What the task asks ::
Repeat all the records, precisely as given.

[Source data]
-*-*-
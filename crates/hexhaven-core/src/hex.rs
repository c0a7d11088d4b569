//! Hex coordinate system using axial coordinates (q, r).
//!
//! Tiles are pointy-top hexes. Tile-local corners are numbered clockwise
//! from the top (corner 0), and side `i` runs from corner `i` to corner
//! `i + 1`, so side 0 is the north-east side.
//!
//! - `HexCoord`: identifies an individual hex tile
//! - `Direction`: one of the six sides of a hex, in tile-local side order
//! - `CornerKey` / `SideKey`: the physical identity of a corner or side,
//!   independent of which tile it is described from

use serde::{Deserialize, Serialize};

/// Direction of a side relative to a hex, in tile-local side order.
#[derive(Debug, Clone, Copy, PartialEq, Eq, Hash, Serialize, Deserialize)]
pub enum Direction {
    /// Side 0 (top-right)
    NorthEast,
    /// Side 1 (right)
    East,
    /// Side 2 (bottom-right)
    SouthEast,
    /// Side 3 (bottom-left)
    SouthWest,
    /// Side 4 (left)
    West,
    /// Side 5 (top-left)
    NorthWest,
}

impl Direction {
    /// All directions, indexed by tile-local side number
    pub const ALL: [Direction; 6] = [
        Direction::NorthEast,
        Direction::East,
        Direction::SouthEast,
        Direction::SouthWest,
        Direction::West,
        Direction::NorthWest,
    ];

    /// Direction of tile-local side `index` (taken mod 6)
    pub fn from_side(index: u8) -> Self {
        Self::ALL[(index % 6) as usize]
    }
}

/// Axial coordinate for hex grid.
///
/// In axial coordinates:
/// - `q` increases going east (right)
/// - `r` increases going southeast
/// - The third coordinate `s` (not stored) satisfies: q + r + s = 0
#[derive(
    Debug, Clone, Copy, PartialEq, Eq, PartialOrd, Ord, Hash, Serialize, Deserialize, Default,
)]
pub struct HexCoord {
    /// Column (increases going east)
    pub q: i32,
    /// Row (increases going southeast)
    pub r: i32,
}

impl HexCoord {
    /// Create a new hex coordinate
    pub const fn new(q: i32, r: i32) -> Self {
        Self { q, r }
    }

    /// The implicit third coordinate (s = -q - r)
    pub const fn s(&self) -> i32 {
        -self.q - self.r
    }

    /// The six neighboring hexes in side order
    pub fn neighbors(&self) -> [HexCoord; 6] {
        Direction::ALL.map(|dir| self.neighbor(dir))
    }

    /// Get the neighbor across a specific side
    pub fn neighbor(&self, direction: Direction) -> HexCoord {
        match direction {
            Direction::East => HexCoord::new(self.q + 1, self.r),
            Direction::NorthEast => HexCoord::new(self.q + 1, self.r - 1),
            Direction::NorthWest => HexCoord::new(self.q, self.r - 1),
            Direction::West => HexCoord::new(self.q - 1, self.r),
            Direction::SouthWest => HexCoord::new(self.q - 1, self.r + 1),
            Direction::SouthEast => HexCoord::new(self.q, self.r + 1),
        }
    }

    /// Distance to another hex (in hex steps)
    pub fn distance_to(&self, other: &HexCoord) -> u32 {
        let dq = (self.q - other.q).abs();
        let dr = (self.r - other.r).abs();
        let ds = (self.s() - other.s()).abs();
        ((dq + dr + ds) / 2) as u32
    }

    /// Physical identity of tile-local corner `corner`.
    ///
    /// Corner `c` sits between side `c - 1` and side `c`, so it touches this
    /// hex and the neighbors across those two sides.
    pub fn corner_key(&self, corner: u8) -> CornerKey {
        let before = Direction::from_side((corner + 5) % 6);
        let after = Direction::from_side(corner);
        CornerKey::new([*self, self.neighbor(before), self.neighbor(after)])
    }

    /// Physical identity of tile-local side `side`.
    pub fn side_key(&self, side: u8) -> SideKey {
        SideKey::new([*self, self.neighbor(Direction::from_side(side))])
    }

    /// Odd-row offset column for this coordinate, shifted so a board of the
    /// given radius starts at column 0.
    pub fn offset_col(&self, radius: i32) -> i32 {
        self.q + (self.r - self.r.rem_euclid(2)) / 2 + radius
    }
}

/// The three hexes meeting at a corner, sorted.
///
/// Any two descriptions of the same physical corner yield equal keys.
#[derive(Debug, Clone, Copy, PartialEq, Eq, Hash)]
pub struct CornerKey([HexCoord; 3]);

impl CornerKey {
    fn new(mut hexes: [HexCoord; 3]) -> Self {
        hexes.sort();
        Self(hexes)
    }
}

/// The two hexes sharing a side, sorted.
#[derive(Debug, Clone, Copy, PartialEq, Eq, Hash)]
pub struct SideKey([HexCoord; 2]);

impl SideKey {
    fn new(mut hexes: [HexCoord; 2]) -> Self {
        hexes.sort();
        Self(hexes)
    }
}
-*-*-
Response box ::
filename crates/hexhaven-core/src/hex.rs
repository c0a7d11088d4b569
//! Hex coordinate system using axial coordinates (q, r).
//!
//! Tiles are pointy-top hexes. Tile-local corners are numbered clockwise
//! from the top (corner 0), and side `i` runs from corner `i` to corner
//! `i + 1`, so side 0 is the north-east side.
//!
//! - `HexCoord`: identifies an individual hex tile
//! - `Direction`: one of the six sides of a hex, in tile-local side order
//! - `CornerKey` / `SideKey`: the physical identity of a corner or side,
//!   independent of which tile it is described from

use serde::{Deserialize, Serialize};

/// Direction of a side relative to a hex, in tile-local side order.
#[derive(Debug, Clone, Copy, PartialEq, Eq, Hash, Serialize, Deserialize)]
pub enum Direction {
    /// Side 0 (top-right)
    NorthEast,
    /// Side 1 (right)
    East,
    /// Side 2 (bottom-right)
    SouthEast,
    /// Side 3 (bottom-left)
    SouthWest,
    /// Side 4 (left)
    West,
    /// Side 5 (top-left)
    NorthWest,
}

impl Direction {
    /// All directions, indexed by tile-local side number
    pub const ALL: [Direction; 6] = [
        Direction::NorthEast,
        Direction::East,
        Direction::SouthEast,
        Direction::SouthWest,
        Direction::West,
        Direction::NorthWest,
    ];

    /// Direction of tile-local side `index` (taken mod 6)
    pub fn from_side(index: u8) -> Self {
        Self::ALL[(index % 6) as usize]
    }
}

/// Axial coordinate for hex grid.
///
/// In axial coordinates:
/// - `q` increases going east (right)
/// - `r` increases going southeast
/// - The third coordinate `s` (not stored) satisfies: q + r + s = 0
#[derive(
    Debug, Clone, Copy, PartialEq, Eq, PartialOrd, Ord, Hash, Serialize, Deserialize, Default,
)]
pub struct HexCoord {
    /// Column (increases going east)
    pub q: i32,
    /// Row (increases going southeast)
    pub r: i32,
}

impl HexCoord {
    /// Create a new hex coordinate
    pub const fn new(q: i32, r: i32) -> Self {
        Self { q, r }
    }

    /// The implicit third coordinate (s = -q - r)
    pub const fn s(&self) -> i32 {
        -self.q - self.r
    }

    /// The six neighboring hexes in side order
    pub fn neighbors(&self) -> [HexCoord; 6] {
        Direction::ALL.map(|dir| self.neighbor(dir))
    }

    /// Get the neighbor across a specific side
    pub fn neighbor(&self, direction: Direction) -> HexCoord {
        match direction {
            Direction::East => HexCoord::new(self.q + 1, self.r),
            Direction::NorthEast => HexCoord::new(self.q + 1, self.r - 1),
            Direction::NorthWest => HexCoord::new(self.q, self.r - 1),
            Direction::West => HexCoord::new(self.q - 1, self.r),
            Direction::SouthWest => HexCoord::new(self.q - 1, self.r + 1),
            Direction::SouthEast => HexCoord::new(self.q, self.r + 1),
        }
    }

    /// Distance to another hex (in hex steps)
    pub fn distance_to(&self, other: &HexCoord) -> u32 {
        let dq = (self.q - other.q).abs();
        let dr = (self.r - other.r).abs();
        let ds = (self.s() - other.s()).abs();
        ((dq + dr + ds) / 2) as u32
    }

    /// Physical identity of tile-local corner `corner`.
    ///
    /// Corner `c` sits between side `c - 1` and side `c`, so it touches this
    /// hex and the neighbors across those two sides.
    pub fn corner_key(&self, corner: u8) -> CornerKey {
        let before = Direction::from_side((corner + 5) % 6);
        let after = Direction::from_side(corner);
        CornerKey::new([*self, self.neighbor(before), self.neighbor(after)])
    }

    /// Physical identity of tile-local side `side`.
    pub fn side_key(&self, side: u8) -> SideKey {
        SideKey::new([*self, self.neighbor(Direction::from_side(side))])
    }

    /// Odd-row offset column for this coordinate, shifted so a board of the
    /// given radius starts at column 0.
    pub fn offset_col(&self, radius: i32) -> i32 {
        self.q + (self.r - self.r.rem_euclid(2)) / 2 + radius
    }
}

/// The three hexes meeting at a corner, sorted.
///
/// Any two descriptions of the same physical corner yield equal keys.
#[derive(Debug, Clone, Copy, PartialEq, Eq, Hash)]
pub struct CornerKey([HexCoord; 3]);

impl CornerKey {
    fn new(mut hexes: [HexCoord; 3]) -> Self {
        hexes.sort();
        Self(hexes)
    }
}

/// The two hexes sharing a side, sorted.
#[derive(Debug, Clone, Copy, PartialEq, Eq, Hash)]
pub struct SideKey([HexCoord; 2]);

impl SideKey {
    fn new(mut hexes: [HexCoord; 2]) -> Self {
        hexes.sort();
        Self(hexes)
    }
}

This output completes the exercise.